TO DO
Reproduce every line in the material below that holds "native".
—————
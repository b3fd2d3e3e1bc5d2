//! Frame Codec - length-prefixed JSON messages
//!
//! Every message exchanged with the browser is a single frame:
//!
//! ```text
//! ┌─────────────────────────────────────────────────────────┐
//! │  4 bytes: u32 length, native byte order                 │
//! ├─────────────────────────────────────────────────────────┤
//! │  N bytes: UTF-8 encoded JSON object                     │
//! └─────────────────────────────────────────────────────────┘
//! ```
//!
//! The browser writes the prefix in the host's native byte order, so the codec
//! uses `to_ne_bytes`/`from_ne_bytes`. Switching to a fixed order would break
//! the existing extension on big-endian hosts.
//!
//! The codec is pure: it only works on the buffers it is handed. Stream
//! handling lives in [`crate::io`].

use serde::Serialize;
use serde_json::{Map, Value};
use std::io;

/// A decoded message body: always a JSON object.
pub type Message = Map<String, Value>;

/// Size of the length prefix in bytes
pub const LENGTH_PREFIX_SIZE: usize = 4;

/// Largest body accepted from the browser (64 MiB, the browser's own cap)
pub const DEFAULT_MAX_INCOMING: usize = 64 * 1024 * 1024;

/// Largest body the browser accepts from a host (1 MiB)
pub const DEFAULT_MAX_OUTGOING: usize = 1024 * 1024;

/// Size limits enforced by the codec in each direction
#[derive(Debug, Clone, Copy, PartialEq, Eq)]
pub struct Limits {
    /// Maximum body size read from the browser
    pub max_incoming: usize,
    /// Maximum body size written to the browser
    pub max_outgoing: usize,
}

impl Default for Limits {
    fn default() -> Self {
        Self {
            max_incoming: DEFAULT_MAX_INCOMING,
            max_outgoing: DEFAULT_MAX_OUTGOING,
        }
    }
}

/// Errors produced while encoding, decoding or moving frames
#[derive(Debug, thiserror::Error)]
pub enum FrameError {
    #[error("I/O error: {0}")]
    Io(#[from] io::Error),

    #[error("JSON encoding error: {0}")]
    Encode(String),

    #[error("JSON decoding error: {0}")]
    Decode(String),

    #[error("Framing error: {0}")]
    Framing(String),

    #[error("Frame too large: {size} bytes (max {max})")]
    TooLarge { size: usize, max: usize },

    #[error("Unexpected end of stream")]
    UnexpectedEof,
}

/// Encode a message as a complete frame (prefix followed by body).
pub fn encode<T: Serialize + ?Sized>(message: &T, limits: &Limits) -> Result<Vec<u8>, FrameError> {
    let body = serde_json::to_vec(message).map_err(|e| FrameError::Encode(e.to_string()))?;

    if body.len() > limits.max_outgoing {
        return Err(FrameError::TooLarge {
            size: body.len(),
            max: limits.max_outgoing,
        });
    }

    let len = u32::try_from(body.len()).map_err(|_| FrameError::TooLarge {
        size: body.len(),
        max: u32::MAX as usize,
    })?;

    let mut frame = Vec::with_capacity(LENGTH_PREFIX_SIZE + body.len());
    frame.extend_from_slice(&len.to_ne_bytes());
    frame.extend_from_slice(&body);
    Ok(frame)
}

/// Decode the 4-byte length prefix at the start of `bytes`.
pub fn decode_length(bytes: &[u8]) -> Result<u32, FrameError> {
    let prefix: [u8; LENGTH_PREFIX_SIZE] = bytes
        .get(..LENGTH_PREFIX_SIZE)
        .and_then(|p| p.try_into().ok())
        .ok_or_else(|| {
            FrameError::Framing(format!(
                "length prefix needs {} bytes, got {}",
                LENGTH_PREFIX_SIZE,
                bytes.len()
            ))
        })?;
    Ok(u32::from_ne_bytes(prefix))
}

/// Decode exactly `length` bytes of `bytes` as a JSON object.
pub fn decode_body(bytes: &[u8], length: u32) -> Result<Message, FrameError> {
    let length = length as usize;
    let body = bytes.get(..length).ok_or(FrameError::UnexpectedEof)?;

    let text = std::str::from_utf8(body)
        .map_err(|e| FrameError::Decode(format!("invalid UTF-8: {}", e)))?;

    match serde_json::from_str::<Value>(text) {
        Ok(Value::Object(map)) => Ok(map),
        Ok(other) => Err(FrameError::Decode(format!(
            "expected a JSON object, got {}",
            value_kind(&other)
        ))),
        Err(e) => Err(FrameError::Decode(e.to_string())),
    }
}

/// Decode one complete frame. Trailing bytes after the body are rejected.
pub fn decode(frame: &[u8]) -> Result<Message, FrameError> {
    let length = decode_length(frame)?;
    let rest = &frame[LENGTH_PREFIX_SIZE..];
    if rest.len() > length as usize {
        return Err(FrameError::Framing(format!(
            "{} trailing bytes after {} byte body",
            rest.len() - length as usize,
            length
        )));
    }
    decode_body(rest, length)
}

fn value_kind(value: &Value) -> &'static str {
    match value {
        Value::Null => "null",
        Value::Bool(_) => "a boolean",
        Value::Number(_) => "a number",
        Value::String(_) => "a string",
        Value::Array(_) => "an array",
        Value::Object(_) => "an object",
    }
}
—————
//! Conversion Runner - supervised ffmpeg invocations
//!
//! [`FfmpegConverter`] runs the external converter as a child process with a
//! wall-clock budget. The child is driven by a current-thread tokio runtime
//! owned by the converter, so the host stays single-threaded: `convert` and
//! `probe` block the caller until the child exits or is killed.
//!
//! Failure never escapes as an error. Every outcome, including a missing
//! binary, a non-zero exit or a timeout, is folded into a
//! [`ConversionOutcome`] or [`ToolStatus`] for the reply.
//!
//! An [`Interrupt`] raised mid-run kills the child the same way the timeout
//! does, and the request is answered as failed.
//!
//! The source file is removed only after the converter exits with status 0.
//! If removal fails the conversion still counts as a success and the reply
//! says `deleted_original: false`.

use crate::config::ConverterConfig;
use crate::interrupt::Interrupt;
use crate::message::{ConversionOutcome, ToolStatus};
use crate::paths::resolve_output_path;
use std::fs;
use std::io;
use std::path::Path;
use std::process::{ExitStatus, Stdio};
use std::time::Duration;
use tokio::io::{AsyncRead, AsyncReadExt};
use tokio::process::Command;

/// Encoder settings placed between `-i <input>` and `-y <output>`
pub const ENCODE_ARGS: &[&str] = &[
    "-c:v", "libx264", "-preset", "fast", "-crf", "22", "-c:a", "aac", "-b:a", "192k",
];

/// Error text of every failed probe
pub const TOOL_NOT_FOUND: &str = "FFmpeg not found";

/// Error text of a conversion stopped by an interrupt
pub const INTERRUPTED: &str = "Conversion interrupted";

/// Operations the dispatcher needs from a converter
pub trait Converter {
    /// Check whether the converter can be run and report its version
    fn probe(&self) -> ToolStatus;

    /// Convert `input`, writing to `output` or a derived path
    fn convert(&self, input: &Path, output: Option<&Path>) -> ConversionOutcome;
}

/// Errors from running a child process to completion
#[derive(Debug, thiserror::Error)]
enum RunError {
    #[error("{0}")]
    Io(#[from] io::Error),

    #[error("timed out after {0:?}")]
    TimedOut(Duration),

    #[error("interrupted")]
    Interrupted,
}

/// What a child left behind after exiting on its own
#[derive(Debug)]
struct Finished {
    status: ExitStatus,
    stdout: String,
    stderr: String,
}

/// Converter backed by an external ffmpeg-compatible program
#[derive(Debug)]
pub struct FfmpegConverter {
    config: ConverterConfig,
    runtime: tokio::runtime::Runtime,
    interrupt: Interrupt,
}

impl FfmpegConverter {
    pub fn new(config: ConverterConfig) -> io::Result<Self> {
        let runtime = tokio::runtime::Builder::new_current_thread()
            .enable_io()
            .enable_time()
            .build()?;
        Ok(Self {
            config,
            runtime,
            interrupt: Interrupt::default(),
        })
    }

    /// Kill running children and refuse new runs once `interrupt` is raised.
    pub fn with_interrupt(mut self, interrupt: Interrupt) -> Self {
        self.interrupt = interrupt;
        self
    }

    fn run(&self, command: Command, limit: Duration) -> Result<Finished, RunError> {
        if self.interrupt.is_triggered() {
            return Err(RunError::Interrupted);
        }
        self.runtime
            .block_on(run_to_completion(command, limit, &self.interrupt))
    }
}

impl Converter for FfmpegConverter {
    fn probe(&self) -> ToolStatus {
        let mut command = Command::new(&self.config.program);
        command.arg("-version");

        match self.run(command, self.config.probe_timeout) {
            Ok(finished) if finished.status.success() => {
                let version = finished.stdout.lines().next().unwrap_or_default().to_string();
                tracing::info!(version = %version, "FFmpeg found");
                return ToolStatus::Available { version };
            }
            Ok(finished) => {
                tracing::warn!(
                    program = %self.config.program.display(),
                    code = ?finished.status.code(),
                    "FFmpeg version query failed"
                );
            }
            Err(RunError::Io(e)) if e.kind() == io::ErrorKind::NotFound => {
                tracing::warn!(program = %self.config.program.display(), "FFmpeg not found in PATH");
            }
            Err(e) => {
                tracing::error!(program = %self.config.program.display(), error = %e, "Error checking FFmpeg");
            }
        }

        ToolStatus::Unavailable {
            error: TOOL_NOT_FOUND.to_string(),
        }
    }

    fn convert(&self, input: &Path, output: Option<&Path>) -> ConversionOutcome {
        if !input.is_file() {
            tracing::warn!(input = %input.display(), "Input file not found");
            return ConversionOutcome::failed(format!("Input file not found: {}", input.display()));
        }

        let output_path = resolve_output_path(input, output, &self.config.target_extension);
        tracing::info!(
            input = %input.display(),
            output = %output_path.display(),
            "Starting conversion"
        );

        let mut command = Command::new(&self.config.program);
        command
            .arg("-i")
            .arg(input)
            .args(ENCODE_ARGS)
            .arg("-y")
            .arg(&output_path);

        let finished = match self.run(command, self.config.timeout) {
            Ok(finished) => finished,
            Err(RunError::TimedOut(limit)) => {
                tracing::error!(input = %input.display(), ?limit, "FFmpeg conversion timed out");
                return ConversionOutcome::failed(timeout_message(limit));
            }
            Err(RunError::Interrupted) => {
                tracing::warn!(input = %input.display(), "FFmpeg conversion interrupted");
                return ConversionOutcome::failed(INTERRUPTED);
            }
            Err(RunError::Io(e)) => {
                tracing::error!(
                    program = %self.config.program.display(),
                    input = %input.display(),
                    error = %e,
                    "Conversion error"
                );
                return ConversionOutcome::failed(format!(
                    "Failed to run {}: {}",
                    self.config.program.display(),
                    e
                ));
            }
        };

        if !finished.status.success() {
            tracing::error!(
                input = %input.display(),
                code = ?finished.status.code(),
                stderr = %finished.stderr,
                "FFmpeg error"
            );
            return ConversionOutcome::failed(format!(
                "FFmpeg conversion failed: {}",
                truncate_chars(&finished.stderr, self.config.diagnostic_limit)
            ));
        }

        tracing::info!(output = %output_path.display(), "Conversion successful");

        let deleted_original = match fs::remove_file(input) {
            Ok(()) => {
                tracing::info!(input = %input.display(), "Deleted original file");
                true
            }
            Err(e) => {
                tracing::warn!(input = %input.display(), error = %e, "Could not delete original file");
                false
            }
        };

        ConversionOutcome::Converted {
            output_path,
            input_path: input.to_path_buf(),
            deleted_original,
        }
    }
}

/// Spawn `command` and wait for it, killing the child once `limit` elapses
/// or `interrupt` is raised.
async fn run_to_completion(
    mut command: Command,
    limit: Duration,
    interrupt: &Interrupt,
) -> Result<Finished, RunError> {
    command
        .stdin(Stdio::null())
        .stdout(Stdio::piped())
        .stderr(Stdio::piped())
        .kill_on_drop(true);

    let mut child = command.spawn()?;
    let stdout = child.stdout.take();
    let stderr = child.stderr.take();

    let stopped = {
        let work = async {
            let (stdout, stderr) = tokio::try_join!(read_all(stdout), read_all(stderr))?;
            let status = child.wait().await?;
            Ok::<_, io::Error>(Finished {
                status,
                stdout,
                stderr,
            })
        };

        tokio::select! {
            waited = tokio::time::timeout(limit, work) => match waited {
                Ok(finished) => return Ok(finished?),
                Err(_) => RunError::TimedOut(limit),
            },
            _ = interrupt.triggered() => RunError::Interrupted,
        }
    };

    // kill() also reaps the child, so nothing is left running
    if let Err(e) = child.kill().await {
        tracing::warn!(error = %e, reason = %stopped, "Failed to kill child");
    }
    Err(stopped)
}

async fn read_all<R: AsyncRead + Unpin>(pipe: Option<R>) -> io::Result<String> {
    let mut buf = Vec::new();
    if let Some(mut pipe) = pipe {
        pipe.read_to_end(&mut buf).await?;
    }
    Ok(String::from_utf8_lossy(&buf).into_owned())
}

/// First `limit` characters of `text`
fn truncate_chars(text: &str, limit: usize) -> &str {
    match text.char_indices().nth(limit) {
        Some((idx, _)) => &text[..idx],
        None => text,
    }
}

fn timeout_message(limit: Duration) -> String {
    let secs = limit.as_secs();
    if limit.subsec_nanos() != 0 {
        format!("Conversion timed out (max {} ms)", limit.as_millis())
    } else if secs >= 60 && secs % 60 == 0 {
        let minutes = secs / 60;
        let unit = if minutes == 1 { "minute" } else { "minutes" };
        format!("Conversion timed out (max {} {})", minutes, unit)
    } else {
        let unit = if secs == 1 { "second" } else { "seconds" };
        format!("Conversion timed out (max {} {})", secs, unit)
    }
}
—————
RESULT OF THE EXERCISE
//! │  4 bytes: u32 length, native byte order                 │
//! The browser writes the prefix in the host's native byte order, so the codec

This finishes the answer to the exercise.